Its an advantage to see better, but it does not guarantee survival just a slightly higher percentage (which is enough to thrive)
compound eyes consist of thousands of ommatidia which are the individual eye component ... these animals determine direction of movement of their prey in the layer of neurons directly attached to each of these ommatidia ... each ommatidia has 6 immediate neighbor ommatidia ... leaving a given ommatidia are 6 optic neurons connecting that ommatidia with each of its neighbor ommatidia ... when a prey moves across the field of view directly in front of a given ommatidia a signal spike is transmitted in all directions outward through these 6 outgoing optic neurons ... interesting aspect is these neurons incur an intentional time delay in this spike signal ... when the time it takes a prey to move from being in front a given ommatidia to being in front of a neighbor ommatidia matches this optic neuron time delay the neighbor ommatidia senses this as a doubly large spike signal ... this gives the animal information as to the direction of prey movement across its visual field ... this optical computation directly is this simple layer of neurons gives the compound eye animal extremely fast response time when hunting down a moving prey ... think of watching a dragon fly chase down a flying mosquito
Ok I see the "fly's eye" texture. But it's a leap to suggest this means, the eye was built the same as a modern insect. It could have been made of external light-sensitive cells instead of internal; it could have been a pressure sensor; it could even have been a touch sensor!

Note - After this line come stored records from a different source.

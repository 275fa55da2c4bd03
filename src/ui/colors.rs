//! Color scheme system for the mdnav TUI.
//!
//! Provides dark, light, colorblind-friendly and monochrome palettes.

use ratatui::style::Color;

use crate::provider::FileKind;

/// Color scheme for the mdnav TUI application.
#[derive(Debug, Clone)]
pub struct ColorScheme {
    // Tree colors
    /// Color for folders
    pub folder: Color,
    /// Color for README files
    pub readme: Color,
    /// Color for other Markdown files
    pub markdown: Color,
    /// Color for the loading placeholder
    pub loading: Color,

    // UI element colors
    /// Color for selected/highlighted items
    pub selected: Color,

    // Text colors
    /// Primary text color
    pub text: Color,
    /// Dimmed/secondary text color
    pub text_dim: Color,
    /// Border color for panels/frames
    pub border: Color,

    // Header colors
    /// Header foreground color
    pub header_fg: Color,
    /// Header background color
    pub header_bg: Color,
    /// Accent color for highlights
    pub accent: Color,
    /// Path display color
    pub path_fg: Color,
    /// Hint text color
    pub hint_fg: Color,

    // Status bar colors
    /// Status bar foreground color
    pub status_fg: Color,
    /// Status bar background color
    pub status_bg: Color,
    /// File count color
    pub count_fg: Color,
    /// Scanning indicator color
    pub scanning_fg: Color,
    /// Key shortcut color
    pub key_fg: Color,
    /// Search input and match highlight color
    pub search_fg: Color,
    /// Error message color
    pub error_fg: Color,
    /// Informational message color
    pub info_fg: Color,
    /// Overlay background color
    pub overlay_bg: Color,
}

impl Default for ColorScheme {
    fn default() -> Self {
        Self::dark()
    }
}

impl ColorScheme {
    /// Pick a scheme by name; unknown names fall back to the dark theme.
    pub fn from_name(name: &str) -> Self {
        match name {
            "light" => Self::light(),
            "colorblind" => Self::colorblind(),
            _ => Self::dark(),
        }
    }

    /// High-contrast theme for dark terminal backgrounds.
    pub fn dark() -> Self {
        Self {
            folder: Color::Rgb(100, 149, 237),  // Cornflower blue
            readme: Color::Rgb(255, 215, 0),    // Gold
            markdown: Color::Rgb(144, 238, 144), // Light green
            loading: Color::Rgb(241, 250, 140), // Yellow

            selected: Color::Rgb(255, 215, 0),

            text: Color::Rgb(248, 248, 242),
            text_dim: Color::Rgb(136, 136, 136),
            border: Color::Rgb(98, 114, 164),

            header_fg: Color::Rgb(248, 248, 242),
            header_bg: Color::Rgb(40, 42, 54),
            accent: Color::Rgb(189, 147, 249), // Purple accent
            path_fg: Color::Rgb(139, 233, 253), // Cyan for paths
            hint_fg: Color::Rgb(98, 114, 164),

            status_fg: Color::Rgb(248, 248, 242),
            status_bg: Color::Rgb(68, 71, 90),
            count_fg: Color::Rgb(80, 250, 123),
            scanning_fg: Color::Rgb(241, 250, 140),
            key_fg: Color::Rgb(255, 184, 108),
            search_fg: Color::Rgb(139, 233, 253),
            error_fg: Color::Rgb(255, 85, 85),
            info_fg: Color::Rgb(255, 184, 108),
            overlay_bg: Color::Rgb(30, 30, 40),
        }
    }

    /// Darker, saturated colors for light terminal backgrounds.
    pub fn light() -> Self {
        Self {
            folder: Color::Rgb(30, 80, 180),
            readme: Color::Rgb(184, 134, 11),
            markdown: Color::Rgb(34, 139, 34),
            loading: Color::Rgb(180, 140, 0),

            selected: Color::Rgb(0, 100, 200),

            text: Color::Rgb(30, 30, 30),
            text_dim: Color::Rgb(100, 100, 100),
            border: Color::Rgb(80, 80, 120),

            header_fg: Color::Rgb(30, 30, 30),
            header_bg: Color::Rgb(230, 230, 235),
            accent: Color::Rgb(100, 60, 180),
            path_fg: Color::Rgb(0, 100, 150),
            hint_fg: Color::Rgb(120, 120, 140),

            status_fg: Color::Rgb(30, 30, 30),
            status_bg: Color::Rgb(210, 210, 220),
            count_fg: Color::Rgb(22, 130, 80),
            scanning_fg: Color::Rgb(180, 140, 0),
            key_fg: Color::Rgb(180, 100, 50),
            search_fg: Color::Rgb(0, 100, 150),
            error_fg: Color::Rgb(180, 30, 30),
            info_fg: Color::Rgb(180, 100, 50),
            overlay_bg: Color::Rgb(240, 240, 245),
        }
    }

    /// Blue-orange palette that stays distinguishable under common forms of
    /// color vision deficiency.
    pub fn colorblind() -> Self {
        Self {
            folder: Color::Rgb(86, 180, 233),  // Sky blue
            readme: Color::Rgb(230, 159, 0),   // Orange
            markdown: Color::Rgb(0, 158, 115), // Bluish green
            loading: Color::Rgb(240, 228, 66), // Yellow

            selected: Color::Rgb(255, 255, 255),

            text: Color::Rgb(255, 255, 255),
            text_dim: Color::Rgb(170, 170, 170),
            border: Color::Rgb(136, 136, 136),

            header_fg: Color::Rgb(255, 255, 255),
            header_bg: Color::Rgb(40, 40, 50),
            accent: Color::Rgb(86, 180, 233),
            path_fg: Color::Rgb(240, 228, 66),
            hint_fg: Color::Rgb(153, 153, 153),

            status_fg: Color::Rgb(255, 255, 255),
            status_bg: Color::Rgb(60, 60, 70),
            count_fg: Color::Rgb(0, 158, 115),
            scanning_fg: Color::Rgb(240, 228, 66),
            key_fg: Color::Rgb(230, 159, 0),
            search_fg: Color::Rgb(86, 180, 233),
            error_fg: Color::Rgb(213, 94, 0), // Vermillion
            info_fg: Color::Rgb(230, 159, 0),
            overlay_bg: Color::Rgb(30, 30, 40),
        }
    }

    /// Terminal default colors everywhere, for `--no-color`.
    pub fn monochrome() -> Self {
        Self {
            folder: Color::Reset,
            readme: Color::Reset,
            markdown: Color::Reset,
            loading: Color::Reset,
            selected: Color::Reset,
            text: Color::Reset,
            text_dim: Color::Reset,
            border: Color::Reset,
            header_fg: Color::Reset,
            header_bg: Color::Reset,
            accent: Color::Reset,
            path_fg: Color::Reset,
            hint_fg: Color::Reset,
            status_fg: Color::Reset,
            status_bg: Color::Reset,
            count_fg: Color::Reset,
            scanning_fg: Color::Reset,
            key_fg: Color::Reset,
            search_fg: Color::Reset,
            error_fg: Color::Reset,
            info_fg: Color::Reset,
            overlay_bg: Color::Reset,
        }
    }

    pub fn file_color(&self, kind: FileKind) -> Color {
        match kind {
            FileKind::Readme => self.readme,
            FileKind::Markdown => self.markdown,
        }
    }
}

#[cfg(test)]
mod tests {
    use super::*;

    #[test]
    fn test_from_name() {
        assert_eq!(ColorScheme::from_name("light").text, ColorScheme::light().text);
        assert_eq!(
            ColorScheme::from_name("colorblind").folder,
            ColorScheme::colorblind().folder
        );
        assert_eq!(ColorScheme::from_name("whatever").text, ColorScheme::dark().text);
    }

    #[test]
    fn test_file_color() {
        let scheme = ColorScheme::dark();
        assert_eq!(scheme.file_color(FileKind::Readme), scheme.readme);
        assert_eq!(scheme.file_color(FileKind::Markdown), scheme.markdown);
        assert_ne!(scheme.readme, scheme.markdown);
    }

    #[test]
    fn test_monochrome_uses_terminal_defaults() {
        let scheme = ColorScheme::monochrome();
        assert_eq!(scheme.folder, Color::Reset);
        assert_eq!(scheme.error_fg, Color::Reset);
    }
}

I'd want a lot more evidence over millions of years, showing continuous use of this structure in sea creatures that lead to the modern insect form. Otherwise, just another 'his-story'?
I don't think your skepticism is warranted. EamonnMR provides a link to an article describing the paper Acute vision in the giant Cambrian predator Anomalocaris and the origin of compound eyes [1]. This animal was a pre-cursor to modern crustaceans like shrimp and crabs. The compound lens in this fossil has about 16K lenses.
Today's OP describes the paper Insights into a 429-million-year-old compound eye [2] in a trilobite fossil with about 200 lenses.
Logically, I can't imagine how free-swimming predators could have evolved in the Cambrian without eyes. Having two very distinct species of arthropods with fossilized compound eyes is not "his-story" but key evidence that furthers our understanding of the Evolution of the Eye [3].
The particular structure of the trilobite eye didn't become the insect eye; it's just an example of a more general structure. Trilobites had calcite (mineral) lenses; insects don't. And they were lenses - proper biconvex lenses - not push-buttons.